### The task
Word for word, the records below are to be set down again.

### Supplied material
use smallvec::SmallVec;

use crate::{Constant, Id, SourceLocation, Type};

/// One step of an access chain.
#[derive(Debug, Clone, PartialEq)]
pub enum ChainOp {
    /// Value conversion between `from` and `to` (base change and/or
    /// component-count change).
    Cast { from: Type, to: Type },
    /// Dynamic subscript by the value named by `index`.
    Index { index: Id, from: Type, to: Type },
    /// Component selection. `lanes` holds up to four source component
    /// indices; unused slots are -1. For matrix sources a lane encodes
    /// `row * 4 + col`.
    Swizzle {
        lanes: [i8; 4],
        from: Type,
        to: Type,
    },
}

impl ChainOp {
    pub fn result_type(&self) -> &Type {
        match self {
            ChainOp::Cast { to, .. } | ChainOp::Index { to, .. } | ChainOp::Swizzle { to, .. } => {
                to
            }
        }
    }

    pub fn source_type(&self) -> &Type {
        match self {
            ChainOp::Cast { from, .. }
            | ChainOp::Index { from, .. }
            | ChainOp::Swizzle { from, .. } => from,
        }
    }
}

/// An addressing expression: a base value plus a short chain of cast,
/// index and swizzle steps.
///
/// `is_lvalue` marks addressable chains (loads go through a pointer,
/// stores are legal). `is_constant` marks folded literals; such chains
/// carry their value in `constant` and an unused `base`.
#[derive(Debug, Clone, Default, PartialEq)]
pub struct Expression {
    pub base: Id,
    pub ty: Type,
    pub constant: Constant,
    pub is_lvalue: bool,
    pub is_constant: bool,
    pub location: SourceLocation,
    pub ops: SmallVec<[ChainOp; 4]>,
}

impl Expression {
    /// An addressable reference to the variable or pointer named by `base`.
    pub fn lvalue(location: SourceLocation, base: Id, ty: Type) -> Self {
        Self {
            base,
            ty,
            is_lvalue: true,
            location,
            ..Self::default()
        }
    }

    /// A plain SSA value.
    pub fn rvalue(location: SourceLocation, base: Id, ty: Type) -> Self {
        Self {
            base,
            ty,
            location,
            ..Self::default()
        }
    }

    /// A folded literal.
    pub fn literal(location: SourceLocation, ty: Type, constant: Constant) -> Self {
        Self {
            ty,
            constant,
            is_constant: true,
            location,
            ..Self::default()
        }
    }

    /// Append a conversion to `to`. Constant chains are folded in place;
    /// value chains get a `Cast` op. Casting to the current type is a
    /// no-op.
    pub fn add_cast(&mut self, to: Type) {
        if self.ty == to {
            return;
        }

        if self.is_constant {
            if self.ty.base != to.base {
                self.constant.cast(&self.ty, to.base);
            }
            if to.components() > self.ty.components() && self.ty.is_scalar() {
                self.constant.splat(to.components());
            }
        } else {
            self.ops.push(ChainOp::Cast { from: self.ty, to });
        }

        self.ty = to;
    }

    /// Append a dynamic subscript by the SSA value `index`. The element
    /// type keeps the lvalue-ness of the chain: on an addressable chain it
    /// becomes a pointer the backend can fold into an access chain.
    pub fn add_index(&mut self, index: Id) {
        let from = self.ty;
        let mut to = from.index_element();
        to.is_pointer = self.is_lvalue;

        self.ops.push(ChainOp::Index { index, from, to });
        self.ty = to;
    }

    /// Append a component selection. `lanes` holds 1..=4 source component
    /// indices. Constant chains fold the shuffle immediately.
    pub fn add_swizzle(&mut self, lanes: &[i8]) {
        debug_assert!(!lanes.is_empty() && lanes.len() <= 4);

        let mut padded = [-1i8; 4];
        padded[..lanes.len()].copy_from_slice(lanes);

        let from = self.ty;
        let mut to = from;
        to.rows = lanes.len() as u32;
        to.cols = 1;
        to.is_pointer = false;

        if self.is_constant {
            let mut folded = Constant::default();
            for (slot, &lane) in lanes.iter().enumerate() {
                folded.set_uint(slot, self.constant.as_uint(lane as usize));
            }
            folded.string_data = std::mem::take(&mut self.constant.string_data);
            self.constant = folded;
        } else {
            self.ops.push(ChainOp::Swizzle {
                lanes: padded,
                from,
                to,
            });
        }

        self.ty = to;
    }
}

#[cfg(test)]
mod tests {
    use super::*;
    use crate::BaseType;

    #[test]
    fn cast_on_constant_folds() {
        let mut e = Expression::literal(
            SourceLocation::default(),
            Type::float(),
            Constant::scalar_f32(1.5),
        );
        e.add_cast(Type::int());
        assert!(e.ops.is_empty());
        assert_eq!(e.constant.as_int(0), 1);
        assert_eq!(e.ty, Type::int());
    }

    #[test]
    fn cast_on_constant_splats_scalar_to_vector() {
        let mut e = Expression::literal(
            SourceLocation::default(),
            Type::float(),
            Constant::scalar_f32(2.0),
        );
        e.add_cast(Type::vector(BaseType::Float, 4));
        assert_eq!(e.constant.as_float(3), 2.0);
    }

    #[test]
    fn index_keeps_lvalue_as_pointer() {
        let mut arr = Type::vector(BaseType::Float, 4);
        arr.array_length = 8;

        let mut e = Expression::lvalue(SourceLocation::default(), 7, arr);
        e.add_index(42);

        assert_eq!(e.ops.len(), 1);
        assert!(e.ty.is_pointer);
        assert!(e.ty.is_vector());
        assert!(!e.ty.is_array());
    }

    #[test]
    fn swizzle_narrows_type() {
        let mut e = Expression::rvalue(
            SourceLocation::default(),
            3,
            Type::vector(BaseType::Float, 4),
        );
        e.add_swizzle(&[2, 0]);
        assert_eq!(e.ty.rows, 2);
        match &e.ops[0] {
            ChainOp::Swizzle { lanes, .. } => assert_eq!(lanes, &[2, 0, -1, -1]),
            other => panic!("unexpected op {other:?}"),
        }
    }

    #[test]
    fn swizzle_on_constant_shuffles_lanes() {
        let mut e = Expression::literal(
            SourceLocation::default(),
            Type::vector(BaseType::Float, 3),
            Constant::from_floats(&[1.0, 2.0, 3.0]),
        );
        e.add_swizzle(&[2]);
        assert!(e.ops.is_empty());
        assert_eq!(e.constant.as_float(0), 3.0);
        assert!(e.ty.is_scalar());
    }
}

### Solution for this task
use smallvec::SmallVec;

use crate::{Constant, Id, SourceLocation, Type};

/// One step of an access chain.
#[derive(Debug, Clone, PartialEq)]
pub enum ChainOp {
    /// Value conversion between `from` and `to` (base change and/or
    /// component-count change).
    Cast { from: Type, to: Type },
    /// Dynamic subscript by the value named by `index`.
    Index { index: Id, from: Type, to: Type },
    /// Component selection. `lanes` holds up to four source component
    /// indices; unused slots are -1. For matrix sources a lane encodes
    /// `row * 4 + col`.
    Swizzle {
        lanes: [i8; 4],
        from: Type,
        to: Type,
    },
}

impl ChainOp {
    pub fn result_type(&self) -> &Type {
        match self {
            ChainOp::Cast { to, .. } | ChainOp::Index { to, .. } | ChainOp::Swizzle { to, .. } => {
                to
            }
        }
    }

    pub fn source_type(&self) -> &Type {
        match self {
            ChainOp::Cast { from, .. }
            | ChainOp::Index { from, .. }
            | ChainOp::Swizzle { from, .. } => from,
        }
    }
}

/// An addressing expression: a base value plus a short chain of cast,
/// index and swizzle steps.
///
/// `is_lvalue` marks addressable chains (loads go through a pointer,
/// stores are legal). `is_constant` marks folded literals; such chains
/// carry their value in `constant` and an unused `base`.
#[derive(Debug, Clone, Default, PartialEq)]
pub struct Expression {
    pub base: Id,
    pub ty: Type,
    pub constant: Constant,
    pub is_lvalue: bool,
    pub is_constant: bool,
    pub location: SourceLocation,
    pub ops: SmallVec<[ChainOp; 4]>,
}

impl Expression {
    /// An addressable reference to the variable or pointer named by `base`.
    pub fn lvalue(location: SourceLocation, base: Id, ty: Type) -> Self {
        Self {
            base,
            ty,
            is_lvalue: true,
            location,
            ..Self::default()
        }
    }

    /// A plain SSA value.
    pub fn rvalue(location: SourceLocation, base: Id, ty: Type) -> Self {
        Self {
            base,
            ty,
            location,
            ..Self::default()
        }
    }

    /// A folded literal.
    pub fn literal(location: SourceLocation, ty: Type, constant: Constant) -> Self {
        Self {
            ty,
            constant,
            is_constant: true,
            location,
            ..Self::default()
        }
    }

    /// Append a conversion to `to`. Constant chains are folded in place;
    /// value chains get a `Cast` op. Casting to the current type is a
    /// no-op.
    pub fn add_cast(&mut self, to: Type) {
        if self.ty == to {
            return;
        }

        if self.is_constant {
            if self.ty.base != to.base {
                self.constant.cast(&self.ty, to.base);
            }
            if to.components() > self.ty.components() && self.ty.is_scalar() {
                self.constant.splat(to.components());
            }
        } else {
            self.ops.push(ChainOp::Cast { from: self.ty, to });
        }

        self.ty = to;
    }

    /// Append a dynamic subscript by the SSA value `index`. The element
    /// type keeps the lvalue-ness of the chain: on an addressable chain it
    /// becomes a pointer the backend can fold into an access chain.
    pub fn add_index(&mut self, index: Id) {
        let from = self.ty;
        let mut to = from.index_element();
        to.is_pointer = self.is_lvalue;

        self.ops.push(ChainOp::Index { index, from, to });
        self.ty = to;
    }

    /// Append a component selection. `lanes` holds 1..=4 source component
    /// indices. Constant chains fold the shuffle immediately.
    pub fn add_swizzle(&mut self, lanes: &[i8]) {
        debug_assert!(!lanes.is_empty() && lanes.len() <= 4);

        let mut padded = [-1i8; 4];
        padded[..lanes.len()].copy_from_slice(lanes);

        let from = self.ty;
        let mut to = from;
        to.rows = lanes.len() as u32;
        to.cols = 1;
        to.is_pointer = false;

        if self.is_constant {
            let mut folded = Constant::default();
            for (slot, &lane) in lanes.iter().enumerate() {
                folded.set_uint(slot, self.constant.as_uint(lane as usize));
            }
            folded.string_data = std::mem::take(&mut self.constant.string_data);
            self.constant = folded;
        } else {
            self.ops.push(ChainOp::Swizzle {
                lanes: padded,
                from,
                to,
            });
        }

        self.ty = to;
    }
}

#[cfg(test)]
mod tests {
    use super::*;
    use crate::BaseType;

    #[test]
    fn cast_on_constant_folds() {
        let mut e = Expression::literal(
            SourceLocation::default(),
            Type::float(),
            Constant::scalar_f32(1.5),
        );
        e.add_cast(Type::int());
        assert!(e.ops.is_empty());
        assert_eq!(e.constant.as_int(0), 1);
        assert_eq!(e.ty, Type::int());
    }

    #[test]
    fn cast_on_constant_splats_scalar_to_vector() {
        let mut e = Expression::literal(
            SourceLocation::default(),
            Type::float(),
            Constant::scalar_f32(2.0),
        );
        e.add_cast(Type::vector(BaseType::Float, 4));
        assert_eq!(e.constant.as_float(3), 2.0);
    }

    #[test]
    fn index_keeps_lvalue_as_pointer() {
        let mut arr = Type::vector(BaseType::Float, 4);
        arr.array_length = 8;

        let mut e = Expression::lvalue(SourceLocation::default(), 7, arr);
        e.add_index(42);

        assert_eq!(e.ops.len(), 1);
        assert!(e.ty.is_pointer);
        assert!(e.ty.is_vector());
        assert!(!e.ty.is_array());
    }

    #[test]
    fn swizzle_narrows_type() {
        let mut e = Expression::rvalue(
            SourceLocation::default(),
            3,
            Type::vector(BaseType::Float, 4),
        );
        e.add_swizzle(&[2, 0]);
        assert_eq!(e.ty.rows, 2);
        match &e.ops[0] {
            ChainOp::Swizzle { lanes, .. } => assert_eq!(lanes, &[2, 0, -1, -1]),
            other => panic!("unexpected op {other:?}"),
        }
    }

    #[test]
    fn swizzle_on_constant_shuffles_lanes() {
        let mut e = Expression::literal(
            SourceLocation::default(),
            Type::vector(BaseType::Float, 3),
            Constant::from_floats(&[1.0, 2.0, 3.0]),
        );
        e.add_swizzle(&[2]);
        assert!(e.ops.is_empty());
        assert_eq!(e.constant.as_float(0), 3.0);
        assert!(e.ty.is_scalar());
    }
}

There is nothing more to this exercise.